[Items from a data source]
BEGIN

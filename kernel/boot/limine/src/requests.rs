//! The kernel's Limine request block.

use limine::{
    BaseRevision, BootloaderInfoRequest, ExecutableAddressRequest, FramebufferRequest,
    HhdmRequest, MemMapRequest, ModuleRequest, RequestsEndMarker, RequestsStartMarker,
};

/// Every request the stub makes, bracketed by the section markers.
#[repr(C, align(8))]
pub struct LimineRequests {
    _start_marker: RequestsStartMarker,
    pub base_revision: BaseRevision,
    pub bootloader_info: BootloaderInfoRequest,
    pub memmap: MemMapRequest,
    pub hhdm: HhdmRequest,
    pub executable_address: ExecutableAddressRequest,
    pub framebuffer: FramebufferRequest,
    pub modules: ModuleRequest,
    _end_marker: RequestsEndMarker,
}

impl LimineRequests {
    const fn new() -> Self {
        Self {
            _start_marker: RequestsStartMarker::new(),
            base_revision: BaseRevision::new(),
            bootloader_info: BootloaderInfoRequest::new(),
            memmap: MemMapRequest::new(),
            hhdm: HhdmRequest::new(),
            executable_address: ExecutableAddressRequest::new(),
            framebuffer: FramebufferRequest::new(),
            modules: ModuleRequest::new(),
            _end_marker: RequestsEndMarker::new(),
        }
    }
}

// SAFETY: The bootloader writes the response slots before the kernel
// runs; the kernel only reads afterwards.
unsafe impl Sync for LimineRequests {}

#[used]
#[unsafe(link_section = ".requests")]
pub static REQUESTS: LimineRequests = LimineRequests::new();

END

= WHAT THE EXERCISE ASKS =
The answer must consist of every line from the records above that holds "unsafe".

= REPLY =
unsafe impl Sync for LimineRequests {}
#[unsafe(link_section = ".requests")]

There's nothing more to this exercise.